● WHAT YOU ARE ASKED TO DO
Report the lines of the material that carry the string "builder".
(DATASET ENTRIES Opens)
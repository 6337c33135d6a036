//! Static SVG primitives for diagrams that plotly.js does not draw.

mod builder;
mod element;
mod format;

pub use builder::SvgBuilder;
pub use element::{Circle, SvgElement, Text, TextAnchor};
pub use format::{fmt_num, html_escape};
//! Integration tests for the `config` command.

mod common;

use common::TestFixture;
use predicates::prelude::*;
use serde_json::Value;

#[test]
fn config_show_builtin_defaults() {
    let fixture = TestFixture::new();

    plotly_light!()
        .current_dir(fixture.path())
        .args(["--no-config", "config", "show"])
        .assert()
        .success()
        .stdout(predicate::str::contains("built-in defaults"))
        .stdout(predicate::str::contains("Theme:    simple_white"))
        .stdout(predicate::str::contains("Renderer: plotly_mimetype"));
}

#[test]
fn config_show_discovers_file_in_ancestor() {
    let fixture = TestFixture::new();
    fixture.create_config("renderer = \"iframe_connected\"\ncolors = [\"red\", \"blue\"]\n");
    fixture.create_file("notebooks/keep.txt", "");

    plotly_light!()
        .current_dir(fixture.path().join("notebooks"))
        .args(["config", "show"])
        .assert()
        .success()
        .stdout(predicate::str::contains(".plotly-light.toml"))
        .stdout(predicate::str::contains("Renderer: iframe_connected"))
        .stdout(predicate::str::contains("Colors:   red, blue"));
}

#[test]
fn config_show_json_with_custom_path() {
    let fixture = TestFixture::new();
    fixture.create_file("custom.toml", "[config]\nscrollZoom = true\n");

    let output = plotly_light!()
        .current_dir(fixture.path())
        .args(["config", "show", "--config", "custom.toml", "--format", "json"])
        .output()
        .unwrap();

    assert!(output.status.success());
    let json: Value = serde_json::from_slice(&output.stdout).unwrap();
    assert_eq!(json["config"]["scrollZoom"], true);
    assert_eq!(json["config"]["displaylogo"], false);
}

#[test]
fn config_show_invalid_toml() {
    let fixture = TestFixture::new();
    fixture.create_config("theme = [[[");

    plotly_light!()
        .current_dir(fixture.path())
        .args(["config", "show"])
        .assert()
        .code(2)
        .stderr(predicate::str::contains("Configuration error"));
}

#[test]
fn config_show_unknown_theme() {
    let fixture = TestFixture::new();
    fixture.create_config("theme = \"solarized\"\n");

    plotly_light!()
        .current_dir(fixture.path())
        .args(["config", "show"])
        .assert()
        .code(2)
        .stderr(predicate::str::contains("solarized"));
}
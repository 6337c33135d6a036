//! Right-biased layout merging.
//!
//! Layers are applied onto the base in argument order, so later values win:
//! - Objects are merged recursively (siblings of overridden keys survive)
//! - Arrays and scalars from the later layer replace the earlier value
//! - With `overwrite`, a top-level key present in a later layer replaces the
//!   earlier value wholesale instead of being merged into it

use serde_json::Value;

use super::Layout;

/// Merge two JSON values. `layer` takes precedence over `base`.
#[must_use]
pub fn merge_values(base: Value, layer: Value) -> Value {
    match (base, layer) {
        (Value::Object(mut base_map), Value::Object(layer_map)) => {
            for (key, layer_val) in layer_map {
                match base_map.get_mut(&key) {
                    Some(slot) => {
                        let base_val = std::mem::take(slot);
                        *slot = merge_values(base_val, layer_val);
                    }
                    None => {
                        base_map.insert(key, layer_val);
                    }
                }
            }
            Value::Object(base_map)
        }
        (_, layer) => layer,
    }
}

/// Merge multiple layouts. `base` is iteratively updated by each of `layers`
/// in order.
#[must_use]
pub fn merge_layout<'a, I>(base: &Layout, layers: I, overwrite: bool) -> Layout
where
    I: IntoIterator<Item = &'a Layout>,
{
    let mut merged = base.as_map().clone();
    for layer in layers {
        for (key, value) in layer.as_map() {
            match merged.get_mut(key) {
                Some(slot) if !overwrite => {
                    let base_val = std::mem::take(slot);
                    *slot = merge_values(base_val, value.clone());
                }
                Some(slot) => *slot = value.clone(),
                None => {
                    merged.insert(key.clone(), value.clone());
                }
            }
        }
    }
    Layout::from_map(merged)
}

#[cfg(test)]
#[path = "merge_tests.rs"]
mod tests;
(DATASET ENTRIES Closes)
(DATASET ENTRIES Opens)
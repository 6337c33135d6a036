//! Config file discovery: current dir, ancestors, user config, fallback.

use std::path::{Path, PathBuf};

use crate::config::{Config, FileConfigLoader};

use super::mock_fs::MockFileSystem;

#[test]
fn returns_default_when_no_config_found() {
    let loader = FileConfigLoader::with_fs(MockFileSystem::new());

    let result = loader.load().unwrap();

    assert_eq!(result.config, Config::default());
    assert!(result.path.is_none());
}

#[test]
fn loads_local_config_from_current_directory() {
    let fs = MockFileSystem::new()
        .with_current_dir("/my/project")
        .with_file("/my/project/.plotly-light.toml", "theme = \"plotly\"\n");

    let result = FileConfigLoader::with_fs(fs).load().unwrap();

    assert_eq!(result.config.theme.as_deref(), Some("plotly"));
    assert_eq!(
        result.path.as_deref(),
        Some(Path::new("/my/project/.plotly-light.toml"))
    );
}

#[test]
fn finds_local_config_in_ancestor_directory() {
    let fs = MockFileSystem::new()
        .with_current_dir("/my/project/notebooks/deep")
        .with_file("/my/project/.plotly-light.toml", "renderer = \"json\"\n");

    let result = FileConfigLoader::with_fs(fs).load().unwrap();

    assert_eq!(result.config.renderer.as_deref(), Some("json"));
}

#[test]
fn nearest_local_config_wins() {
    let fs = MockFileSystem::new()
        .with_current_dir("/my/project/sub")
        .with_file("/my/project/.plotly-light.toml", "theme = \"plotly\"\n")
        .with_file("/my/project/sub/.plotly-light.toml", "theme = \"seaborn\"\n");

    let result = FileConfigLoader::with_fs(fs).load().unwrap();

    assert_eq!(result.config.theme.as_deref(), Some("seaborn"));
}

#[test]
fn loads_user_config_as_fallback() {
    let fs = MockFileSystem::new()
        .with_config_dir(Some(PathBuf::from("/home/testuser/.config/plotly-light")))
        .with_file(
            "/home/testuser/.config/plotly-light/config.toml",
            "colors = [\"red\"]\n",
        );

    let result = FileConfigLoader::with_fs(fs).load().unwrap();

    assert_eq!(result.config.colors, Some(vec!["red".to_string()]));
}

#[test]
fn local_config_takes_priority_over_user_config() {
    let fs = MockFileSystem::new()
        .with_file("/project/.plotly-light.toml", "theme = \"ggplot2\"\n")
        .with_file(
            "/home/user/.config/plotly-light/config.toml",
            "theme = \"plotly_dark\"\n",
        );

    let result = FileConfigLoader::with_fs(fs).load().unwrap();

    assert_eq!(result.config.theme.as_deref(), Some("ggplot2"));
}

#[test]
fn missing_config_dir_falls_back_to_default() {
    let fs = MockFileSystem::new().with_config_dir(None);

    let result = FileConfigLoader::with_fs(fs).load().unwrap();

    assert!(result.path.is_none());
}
(DATASET ENTRIES Closes)
(DATASET ENTRIES Opens)
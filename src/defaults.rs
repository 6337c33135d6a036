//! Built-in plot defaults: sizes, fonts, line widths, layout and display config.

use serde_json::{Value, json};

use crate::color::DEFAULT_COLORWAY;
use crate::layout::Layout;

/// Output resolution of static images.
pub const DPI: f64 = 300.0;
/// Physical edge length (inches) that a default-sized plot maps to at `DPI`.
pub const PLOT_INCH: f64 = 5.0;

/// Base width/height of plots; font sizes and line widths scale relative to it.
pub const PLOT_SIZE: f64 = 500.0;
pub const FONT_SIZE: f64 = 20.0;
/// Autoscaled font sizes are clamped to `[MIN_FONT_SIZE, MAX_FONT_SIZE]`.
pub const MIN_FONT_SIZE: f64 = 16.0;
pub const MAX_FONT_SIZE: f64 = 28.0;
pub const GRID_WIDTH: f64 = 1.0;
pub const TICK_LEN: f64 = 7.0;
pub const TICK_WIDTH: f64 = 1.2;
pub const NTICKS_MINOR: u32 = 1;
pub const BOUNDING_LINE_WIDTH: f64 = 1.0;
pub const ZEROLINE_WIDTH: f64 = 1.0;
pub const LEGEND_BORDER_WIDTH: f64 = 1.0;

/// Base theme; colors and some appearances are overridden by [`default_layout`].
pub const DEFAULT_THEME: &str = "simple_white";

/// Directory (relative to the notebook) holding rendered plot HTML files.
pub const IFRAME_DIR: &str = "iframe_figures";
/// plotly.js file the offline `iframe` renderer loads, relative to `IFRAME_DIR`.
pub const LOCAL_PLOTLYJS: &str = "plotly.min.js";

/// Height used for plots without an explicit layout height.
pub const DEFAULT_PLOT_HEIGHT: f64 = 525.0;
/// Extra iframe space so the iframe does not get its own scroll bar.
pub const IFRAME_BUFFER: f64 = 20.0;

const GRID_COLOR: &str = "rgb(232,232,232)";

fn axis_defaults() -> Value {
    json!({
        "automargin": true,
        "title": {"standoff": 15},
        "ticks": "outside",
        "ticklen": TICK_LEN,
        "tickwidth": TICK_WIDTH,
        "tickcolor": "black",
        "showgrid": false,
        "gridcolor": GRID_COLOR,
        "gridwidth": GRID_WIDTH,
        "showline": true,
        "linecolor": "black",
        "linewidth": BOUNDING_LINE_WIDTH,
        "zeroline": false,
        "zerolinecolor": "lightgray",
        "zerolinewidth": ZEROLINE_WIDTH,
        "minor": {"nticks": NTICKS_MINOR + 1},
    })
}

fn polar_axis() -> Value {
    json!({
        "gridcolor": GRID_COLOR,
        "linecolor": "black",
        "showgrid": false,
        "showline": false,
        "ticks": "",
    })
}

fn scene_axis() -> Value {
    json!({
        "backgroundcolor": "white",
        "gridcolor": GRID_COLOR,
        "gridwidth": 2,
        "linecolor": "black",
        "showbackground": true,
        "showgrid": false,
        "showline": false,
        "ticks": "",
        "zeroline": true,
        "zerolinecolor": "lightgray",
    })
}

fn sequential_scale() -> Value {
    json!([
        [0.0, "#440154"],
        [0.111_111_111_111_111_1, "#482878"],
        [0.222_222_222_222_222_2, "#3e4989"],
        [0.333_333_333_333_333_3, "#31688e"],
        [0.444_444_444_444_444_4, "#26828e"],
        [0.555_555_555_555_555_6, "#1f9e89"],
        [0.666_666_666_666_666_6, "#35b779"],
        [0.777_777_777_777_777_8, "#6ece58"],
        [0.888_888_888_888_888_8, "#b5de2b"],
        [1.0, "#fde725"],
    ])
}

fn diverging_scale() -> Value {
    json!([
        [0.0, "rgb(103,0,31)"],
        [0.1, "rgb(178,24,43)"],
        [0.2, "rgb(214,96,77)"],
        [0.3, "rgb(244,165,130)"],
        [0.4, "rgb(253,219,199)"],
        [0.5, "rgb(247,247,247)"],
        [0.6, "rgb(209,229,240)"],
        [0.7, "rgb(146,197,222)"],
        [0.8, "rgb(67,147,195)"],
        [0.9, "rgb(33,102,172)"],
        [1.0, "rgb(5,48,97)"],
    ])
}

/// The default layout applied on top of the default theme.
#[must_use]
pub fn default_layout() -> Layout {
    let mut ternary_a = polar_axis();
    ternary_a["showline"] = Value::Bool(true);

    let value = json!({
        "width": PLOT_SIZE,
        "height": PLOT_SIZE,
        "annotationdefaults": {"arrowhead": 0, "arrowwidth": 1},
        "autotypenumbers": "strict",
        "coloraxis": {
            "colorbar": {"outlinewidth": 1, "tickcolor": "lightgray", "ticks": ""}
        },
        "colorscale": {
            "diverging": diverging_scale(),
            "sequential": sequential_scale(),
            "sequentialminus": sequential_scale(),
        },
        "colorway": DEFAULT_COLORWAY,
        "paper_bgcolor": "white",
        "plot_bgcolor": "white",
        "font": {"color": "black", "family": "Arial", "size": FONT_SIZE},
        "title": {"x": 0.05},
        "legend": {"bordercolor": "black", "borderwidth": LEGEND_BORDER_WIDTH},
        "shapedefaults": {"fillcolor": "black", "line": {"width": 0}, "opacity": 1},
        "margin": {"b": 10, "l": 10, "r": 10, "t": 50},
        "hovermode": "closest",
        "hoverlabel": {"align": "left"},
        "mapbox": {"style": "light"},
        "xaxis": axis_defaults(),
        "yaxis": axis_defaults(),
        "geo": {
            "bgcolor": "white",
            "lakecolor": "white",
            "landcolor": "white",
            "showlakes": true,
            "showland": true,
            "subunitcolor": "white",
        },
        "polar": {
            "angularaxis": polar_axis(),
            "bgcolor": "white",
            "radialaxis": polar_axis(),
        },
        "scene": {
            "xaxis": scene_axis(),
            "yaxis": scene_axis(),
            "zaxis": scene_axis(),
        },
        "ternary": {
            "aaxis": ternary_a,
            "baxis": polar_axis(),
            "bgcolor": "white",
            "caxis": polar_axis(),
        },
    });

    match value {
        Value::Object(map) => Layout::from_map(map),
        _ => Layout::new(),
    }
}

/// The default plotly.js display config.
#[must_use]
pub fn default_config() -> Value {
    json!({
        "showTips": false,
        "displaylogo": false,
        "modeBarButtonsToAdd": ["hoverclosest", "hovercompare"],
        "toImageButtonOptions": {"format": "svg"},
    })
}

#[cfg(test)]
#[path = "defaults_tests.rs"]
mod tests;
(DATASET ENTRIES Closes)
● YOUR SOLUTION
mod builder;
pub use builder::SvgBuilder;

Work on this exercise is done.